# Genre Classification with a Bag-of-Words model¶

This notebook demonstrates how the genre of a text can be automatically predicted from its word counts.

The texts consist of 19th century English novels from project Gutenberg. The selection is based on the successful novels (high download counts) as used in Ashok et al (2013), Success with style.

First some preliminaries. Import the external libraries we will use. Most importantly, we rely on Scikit-Learn to do machine learning. See http://scikit-learn.org/

In [1]:
import io, os, itertools
import numpy, pandas
import matplotlib.pyplot as plt
from sklearn import feature_extraction, preprocessing, decomposition, cross_validation, svm, metrics

# Tweak how tables are displayed
pandas.set_option('display.precision', 4)
pandas.set_option('display.max_colwidth', 30)


## Load the texts and convert to a bag-of-words table¶

The bag-of-words (BOW) table will contain a count for each text and every word.

All letters are converted to lower case and we filter the words until we only have words with 3 or more alphabetic characters (no numbers or punctuation).

Important parameters are max_features, min_df, and max_df.

• max_features limits the model to consider only the top n most frequent words. More is often better but may be slow to compute.
• min_df and max_df restrict the words to those that occur in a certain proportion of texts.

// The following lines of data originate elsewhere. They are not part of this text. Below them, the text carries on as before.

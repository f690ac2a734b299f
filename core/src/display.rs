//! Output formatting: OXT denomination conversion and display helpers.
//!
//! OXT uses 18 decimal places on chain. 1 OXT = 10^18 base units.

use serde::{Deserialize, Serialize};

use crate::api::TransactionRecord;
use crate::status::TransactionStatus;

/// Placeholder shown in empty amount inputs.
pub const AMOUNT_PLACEHOLDER: &str = "0.00";

/// Largest supported decimal count; 10^38 is the last power of ten in a `u128`.
const MAX_DECIMALS: u32 = 38;

/// Precision used when showing balances and totals.
pub const DISPLAY_PRECISION: usize = 2;

/// Fixed-point relationship between the display unit and the base unit.
#[derive(Debug, Clone, Copy, PartialEq, Eq, Serialize, Deserialize)]
#[serde(from = "RawDenomination")]
pub struct Denomination {
    decimals: u32,
}

#[derive(Deserialize)]
struct RawDenomination {
    decimals: u32,
}

impl From<RawDenomination> for Denomination {
    fn from(raw: RawDenomination) -> Self {
        Self::new(raw.decimals)
    }
}

impl Default for Denomination {
    fn default() -> Self {
        Self::OXT
    }
}

impl Denomination {
    pub const OXT: Self = Self { decimals: 18 };

    /// Decimal counts above 38 are clamped.
    pub const fn new(decimals: u32) -> Self {
        let decimals = if decimals > MAX_DECIMALS {
            MAX_DECIMALS
        } else {
            decimals
        };
        Self { decimals }
    }

    pub fn decimals(&self) -> u32 {
        self.decimals
    }

    fn scale(&self) -> u128 {
        10u128.pow(self.decimals)
    }

    /// Convert a display amount to base units.
    ///
    /// Non-finite and non-positive inputs map to zero; values beyond `u128`
    /// saturate. Monotonic in `amount`.
    #[must_use]
    pub fn to_base_units(&self, amount: f64) -> u128 {
        if !amount.is_finite() || amount <= 0.0 {
            return 0;
        }
        (amount * self.scale() as f64).round() as u128
    }

    /// Render base units with exactly `precision` decimals, truncating.
    /// Examples (18 decimals): 1_500_000_000_000_000_000 -> "1.50", 0 -> "0.00"
    #[must_use]
    pub fn format(&self, base: u128, precision: usize) -> String {
        let scale = self.scale();
        let whole = base / scale;
        if precision == 0 {
            return whole.to_string();
        }
        let frac = base % scale;
        let mut digits = if self.decimals == 0 {
            String::new()
        } else {
            format!("{frac:0width$}", width = self.decimals as usize)
        };
        digits.truncate(precision);
        while digits.len() < precision {
            digits.push('0');
        }
        format!("{whole}.{digits}")
    }
}

/// Parse free-text numeric input. Anything empty, malformed, negative or
/// non-finite yields `None`.
#[must_use]
pub fn parse_float_safe(raw: &str) -> Option<f64> {
    let raw = raw.trim();
    if raw.is_empty() || raw.starts_with('-') {
        return None;
    }
    raw.parse::<f64>()
        .ok()
        .filter(|v| v.is_finite() && *v >= 0.0)
}

/// Format a base-unit balance for display, e.g. "12.34 OXT".
#[must_use]
pub fn format_balance(base: u128, denomination: Denomination) -> String {
    format!("{} OXT", denomination.format(base, DISPLAY_PRECISION))
}

/// Available wallet balance, or "..." while it is still loading.
#[must_use]
pub fn format_available(balance: Option<u128>, denomination: Denomination) -> String {
    match balance {
        Some(b) => format_balance(b, denomination),
        None => "...".to_string(),
    }
}

/// Sum of escrow and amount, missing values counted as zero.
#[must_use]
pub fn format_total(amount: Option<f64>, escrow: Option<f64>) -> String {
    format!("{:.2}", escrow.unwrap_or(0.0) + amount.unwrap_or(0.0))
}

/// One-line rendering of a transaction status for the progress panel.
#[must_use]
pub fn format_status(status: &TransactionStatus) -> String {
    match status {
        TransactionStatus::Idle => "No transaction submitted.".to_string(),
        TransactionStatus::Running => "Transaction running...".to_string(),
        TransactionStatus::Result {
            message,
            transaction_id,
        } => format!("{message}\n  Transaction: {transaction_id}"),
        TransactionStatus::Error { message } => message.clone(),
    }
}

/// Format funding history for display.
#[must_use]
pub fn format_transactions(txs: &[TransactionRecord], denomination: Denomination) -> String {
    if txs.is_empty() {
        return "No transactions found.".to_string();
    }

    let mut output = String::new();
    output.push_str(&format!("{:<66}  {:>14}  {:>14}\n", "Hash", "Balance", "Deposit"));
    output.push_str(&format!("{:-<66}  {:->14}  {:->14}\n", "", "", ""));
    for tx in txs {
        output.push_str(&format!(
            "{:<66}  {:>14}  {:>14}\n",
            tx.hash,
            format_balance(tx.amount, denomination),
            format_balance(tx.escrow, denomination),
        ));
    }
    output
}

#[cfg(test)]
mod tests {
    use super::*;

    const WEI: u128 = 1_000_000_000_000_000_000;

    #[test]
    fn oxt_to_base_units_whole() {
        assert_eq!(Denomination::OXT.to_base_units(1.0), WEI);
    }

    #[test]
    fn oxt_to_base_units_fractional() {
        assert_eq!(Denomination::OXT.to_base_units(1.5), WEI + WEI / 2);
    }

    #[test]
    fn two_decimal_denomination() {
        let cents = Denomination::new(2);
        assert_eq!(cents.to_base_units(5.0), 500);
        assert_eq!(cents.to_base_units(500.0), 50_000);
    }

    #[test]
    fn to_base_units_rejects_non_finite() {
        assert_eq!(Denomination::OXT.to_base_units(f64::NAN), 0);
        assert_eq!(Denomination::OXT.to_base_units(f64::INFINITY), 0);
        assert_eq!(Denomination::OXT.to_base_units(-3.0), 0);
    }

    #[test]
    fn to_base_units_is_monotonic() {
        let d = Denomination::OXT;
        let samples = [0.0, 0.001, 0.01, 0.5, 1.0, 2.25, 10.0, 1234.5];
        for pair in samples.windows(2) {
            assert!(d.to_base_units(pair[0]) < d.to_base_units(pair[1]));
        }
    }

    #[test]
    fn to_base_units_saturates() {
        assert_eq!(Denomination::OXT.to_base_units(1e300), u128::MAX);
    }

    #[test]
    fn decimals_are_clamped() {
        assert_eq!(Denomination::new(90).decimals(), 38);
    }

    #[test]
    fn deserialized_decimals_are_clamped() {
        let d: Denomination = serde_json::from_str(r#"{"decimals":90}"#).unwrap();
        assert_eq!(d.decimals(), 38);
        assert!(d.to_base_units(1.0) > 10u128.pow(37));
        assert_eq!(d.format(5, 2), "0.00");
    }

    #[test]
    fn denomination_json_shape() {
        let json = serde_json::to_string(&Denomination::new(2)).unwrap();
        assert_eq!(json, r#"{"decimals":2}"#);
        assert_eq!(serde_json::from_str::<Denomination>(&json).unwrap(), Denomination::new(2));
    }

    #[test]
    fn format_zero() {
        assert_eq!(Denomination::OXT.format(0, 2), "0.00");
    }

    #[test]
    fn format_truncates() {
        assert_eq!(Denomination::OXT.format(WEI + WEI * 999 / 1000, 2), "1.99");
    }

    #[test]
    fn format_pads_past_decimals() {
        assert_eq!(Denomination::new(1).format(15, 3), "1.500");
        assert_eq!(Denomination::new(0).format(7, 2), "7.00");
    }

    #[test]
    fn format_without_precision() {
        assert_eq!(Denomination::OXT.format(3 * WEI + 1, 0), "3");
    }

    #[test]
    fn format_balance_display() {
        assert_eq!(format_balance(12 * WEI + WEI / 4, Denomination::OXT), "12.25 OXT");
    }

    #[test]
    fn available_while_loading() {
        assert_eq!(format_available(None, Denomination::OXT), "...");
        assert_eq!(format_available(Some(WEI), Denomination::OXT), "1.00 OXT");
    }

    #[test]
    fn parse_simple() {
        assert_eq!(parse_float_safe("5"), Some(5.0));
        assert_eq!(parse_float_safe(" 2.5 "), Some(2.5));
        assert_eq!(parse_float_safe(".5"), Some(0.5));
        assert_eq!(parse_float_safe("0"), Some(0.0));
    }

    #[test]
    fn parse_rejects_garbage() {
        assert_eq!(parse_float_safe(""), None);
        assert_eq!(parse_float_safe("   "), None);
        assert_eq!(parse_float_safe("abc"), None);
        assert_eq!(parse_float_safe("1.2.3"), None);
        assert_eq!(parse_float_safe("12abc"), None);
    }

    #[test]
    fn parse_rejects_negative() {
        assert_eq!(parse_float_safe("-1"), None);
        assert_eq!(parse_float_safe("-0"), None);
        assert_eq!(parse_float_safe(" -0.5"), None);
    }

    #[test]
    fn parse_rejects_non_finite() {
        assert_eq!(parse_float_safe("inf"), None);
        assert_eq!(parse_float_safe("NaN"), None);
        assert_eq!(parse_float_safe("1e400"), None);
    }

    #[test]
    fn total_sums_fields() {
        assert_eq!(format_total(Some(2.0), Some(3.0)), "5.00");
        assert_eq!(format_total(None, Some(1.25)), "1.25");
        assert_eq!(format_total(Some(0.5), None), "0.50");
        assert_eq!(format_total(None, None), "0.00");
    }

    #[test]
    fn status_lines() {
        assert_eq!(
            format_status(&TransactionStatus::Running),
            "Transaction running..."
        );
        let done = format_status(&TransactionStatus::complete("0xabc"));
        assert!(done.starts_with("Transaction Complete!"));
        assert!(done.contains("0xabc"));
        assert_eq!(
            format_status(&TransactionStatus::failed("boom")),
            "Transaction Failed: boom"
        );
    }

    #[test]
    fn format_empty_transactions() {
        assert_eq!(
            format_transactions(&[], Denomination::OXT),
            "No transactions found."
        );
    }

    #[test]
    fn format_transactions_table() {
        let txs = vec![TransactionRecord {
            hash: "0xfeed".to_string(),
            pot: "0x4575f41308ec1483f3d399aa9a2826d74da13deb".parse().unwrap(),
            amount: 2 * WEI,
            escrow: WEI,
        }];
        let output = format_transactions(&txs, Denomination::OXT);
        assert!(output.contains("0xfeed"));
        assert!(output.contains("2.00 OXT"));
        assert!(output.contains("1.00 OXT"));
    }
}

For example, setting these to the values 0.2 and 0.8, respectively, restricts the model to words that are in at least 20%, and at most 80% of the texts. This removes rare words on the one hand, and ignores highly frequent words such as function words on the other.

• use_idf=True turns on tf-idf weighting; this incorporates not only the total frequency of a word, but also the number of texts in which it appears. This means that words which are frequent in one text but not in others will get a high score, while words that are frequent in all documents receive a lower score.
• sublinear_tf=True is another variation which makes the word frequencies logarithmic.
In [2]:
# Set up a simple BOW model
vectorizer = feature_extraction.text.TfidfVectorizer(
lowercase=True, token_pattern=r'\b[-A-Za-z]{3,}\b',
min_df=0.1, max_df=0.5, max_features=5000,
use_idf=True, sublinear_tf=True)

# Get a list of all filenames in the 'train/' folder,
# and add their text to the BOW table 'X'.
filenames = os.listdir('train/')
X = vectorizer.fit_transform((io.open('train/' + a, encoding='utf8').read() for a in filenames))

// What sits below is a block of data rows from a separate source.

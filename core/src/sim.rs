//! In-memory Orchid backend.
//!
//! Balances move instantly (or after a fixed latency) and transaction hashes
//! are random. Good enough to drive the form end to end without a chain.

use std::time::Duration;

use anyhow::{anyhow, Result};
use tokio::sync::{watch, Mutex};

use crate::api::{Account, OrchidApi, PotAddress, TransactionRecord};
use crate::error::FundsError;

#[derive(Debug)]
struct ChainState {
    wallet_balance: u128,
    pot_balance: u128,
    pot_escrow: u128,
    ledger: Vec<TransactionRecord>,
    fail_next: Option<String>,
}

pub struct SimulatedChain {
    address: PotAddress,
    latency: Option<Duration>,
    state: Mutex<ChainState>,
    account_tx: watch::Sender<Option<Account>>,
    history_tx: watch::Sender<Vec<TransactionRecord>>,
}

impl SimulatedChain {
    /// A chain where `address` holds `wallet_balance` base units. The account
    /// stream stays empty until the first [`OrchidApi::update_account`].
    pub fn new(address: PotAddress, wallet_balance: u128) -> Self {
        let (account_tx, _) = watch::channel(None);
        let (history_tx, _) = watch::channel(Vec::new());
        Self {
            address,
            latency: None,
            state: Mutex::new(ChainState {
                wallet_balance,
                pot_balance: 0,
                pot_escrow: 0,
                ledger: Vec::new(),
                fail_next: None,
            }),
            account_tx,
            history_tx,
        }
    }

    /// Delay every `add_funds` call by `latency`.
    pub fn with_latency(mut self, latency: Duration) -> Self {
        self.latency = Some(latency);
        self
    }

    pub fn address(&self) -> &PotAddress {
        &self.address
    }

    /// Make the next `add_funds` call fail with `reason`.
    pub async fn fail_next(&self, reason: impl Into<String>) {
        self.state.lock().await.fail_next = Some(reason.into());
    }

    /// Current pot balance and escrow, in base units.
    pub async fn pot(&self) -> (u128, u128) {
        let state = self.state.lock().await;
        (state.pot_balance, state.pot_escrow)
    }

    /// Number of live account subscribers.
    pub fn subscriber_count(&self) -> usize {
        self.account_tx.receiver_count()
    }
}

fn random_hash() -> String {
    let bytes: [u8; 32] = rand::random();
    let hex: String = bytes.iter().map(|b| format!("{b:02x}")).collect();
    format!("0x{hex}")
}

impl OrchidApi for SimulatedChain {
    fn subscribe_account(&self) -> watch::Receiver<Option<Account>> {
        self.account_tx.subscribe()
    }

    async fn add_funds(&self, pot: &PotAddress, amount: u128, escrow: u128) -> Result<String> {
        if let Some(latency) = self.latency {
            tokio::time::sleep(latency).await;
        }

        let mut state = self.state.lock().await;
        if let Some(reason) = state.fail_next.take() {
            return Err(anyhow!(reason));
        }
        if pot != &self.address {
            return Err(anyhow!("Unknown pot {pot}"));
        }

        let requested = amount
            .checked_add(escrow)
            .ok_or_else(|| anyhow!("Amount too large"))?;
        if requested > state.wallet_balance {
            return Err(FundsError::InsufficientBalance {
                available: state.wallet_balance,
                requested,
            }
            .into());
        }

        state.wallet_balance -= requested;
        state.pot_balance = state.pot_balance.saturating_add(amount);
        state.pot_escrow = state.pot_escrow.saturating_add(escrow);

        let hash = random_hash();
        state.ledger.insert(
            0,
            TransactionRecord {
                hash: hash.clone(),
                pot: pot.clone(),
                amount,
                escrow,
            },
        );
        tracing::info!(%hash, amount, escrow, "funds added to pot");
        Ok(hash)
    }

    async fn update_account(&self) -> Result<()> {
        let balance = self.state.lock().await.wallet_balance;
        self.account_tx.send_replace(Some(Account {
            address: self.address.clone(),
            oxt_balance: balance,
        }));
        Ok(())
    }

    async fn update_transactions(&self) -> Result<()> {
        let ledger = self.state.lock().await.ledger.clone();
        self.history_tx.send_replace(ledger);
        Ok(())
    }

    async fn transactions(&self) -> Result<Vec<TransactionRecord>> {
        Ok(self.history_tx.borrow().clone())
    }
}
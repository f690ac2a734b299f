pub mod api;
pub mod commands;
pub mod config;
pub mod controller;
pub mod display;
pub mod error;
pub mod form;
pub mod sim;
pub mod status;
pub mod subscription;

pub use api::{Account, OrchidApi, PotAddress, ProgressView};
pub use commands::Command;
pub use config::FundsConfig;
pub use controller::FundsFormController;
pub use error::FundsError;
pub use status::TransactionStatus;
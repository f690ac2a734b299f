use tokio::sync::watch;

use crate::api::Account;

/// Live view of the account stream, held for as long as a form is mounted.
///
/// Dropping the subscription releases the underlying receiver; that happens
/// exactly once, either through [`AccountSubscription::unsubscribe`] or when
/// the owner is dropped.
#[derive(Debug)]
pub struct AccountSubscription {
    rx: watch::Receiver<Option<Account>>,
}

impl AccountSubscription {
    pub fn new(rx: watch::Receiver<Option<Account>>) -> Self {
        tracing::debug!("account subscription acquired");
        Self { rx }
    }

    /// Most recent account, if one has been delivered.
    pub fn account(&self) -> Option<Account> {
        self.rx.borrow().clone()
    }

    pub fn balance(&self) -> Option<u128> {
        self.rx.borrow().as_ref().map(|a| a.oxt_balance)
    }

    pub fn has_account(&self) -> bool {
        self.rx.borrow().is_some()
    }

    /// Wait for the next account delivery. Returns `false` once the sender
    /// is gone and no more updates can arrive.
    pub async fn changed(&mut self) -> bool {
        self.rx.changed().await.is_ok()
    }

    pub fn unsubscribe(self) {}
}

impl Drop for AccountSubscription {
    fn drop(&mut self) {
        tracing::debug!("account subscription released");
    }
}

## Inspect the vector representation¶

To see what the vector representation looks like, we will look at how a simple example is transformed to the BOW representation.

Notice that because of the parameters before, many words are ignored.

In [3]:
vec = vectorizer.transform(['It was a dark and stormy night; '
'the rain fell in torrents — except at occasional intervals, '
'when it was checked by a violent gust of wind which swept '
'up the streets (for it is in London that our scene lies), '
'rattling along the housetops, and fiercely agitating the scanty '
'flame of the lamps that struggled against the darkness.'])

# we get back a large vector with a value for each possible word.
# show a table with only the non-zero items in the vector:
feature_names = vectorizer.get_feature_names()
pandas.DataFrame([(feature_names[b], (a, b), vec[a, b])
for a, b in zip(*vec.nonzero())],
columns=['word', 'index', 'weight'])

Out[3]:
word index weight
0 stormy (0, 4269) 0.440
1 scanty (0, 3877) 0.468
2 rattling (0, 3539) 0.418
3 occasional (0, 2995) 0.364
4 lamps (0, 2510) 0.391
5 checked (0, 714) 0.357

## Get genre of each text¶

The genre of each text is specified in a separate metadata file.

Note that in the original data, a text may have multiple genres. We choose an arbitrary genre as the "true" genre.

In a more careful study the single most appropriate genre would have to be seleceted by hand.

In [4]:
# Print the first 5 lines to see what the metadata looks like:

Dataset,Fold,Success,FileName,Title,Author,Language,DownloadCount
Adventure,1,SUCCESS,103.txt,around the world in 80 days,"verne, jules, 1828-1905",en,3260
Adventure,1,SUCCESS,18857.txt,a journey to the center of the earth,"verne, jules, 1828-1905",en,336


In [5]:
# Load the data; metadata.index will be the filename.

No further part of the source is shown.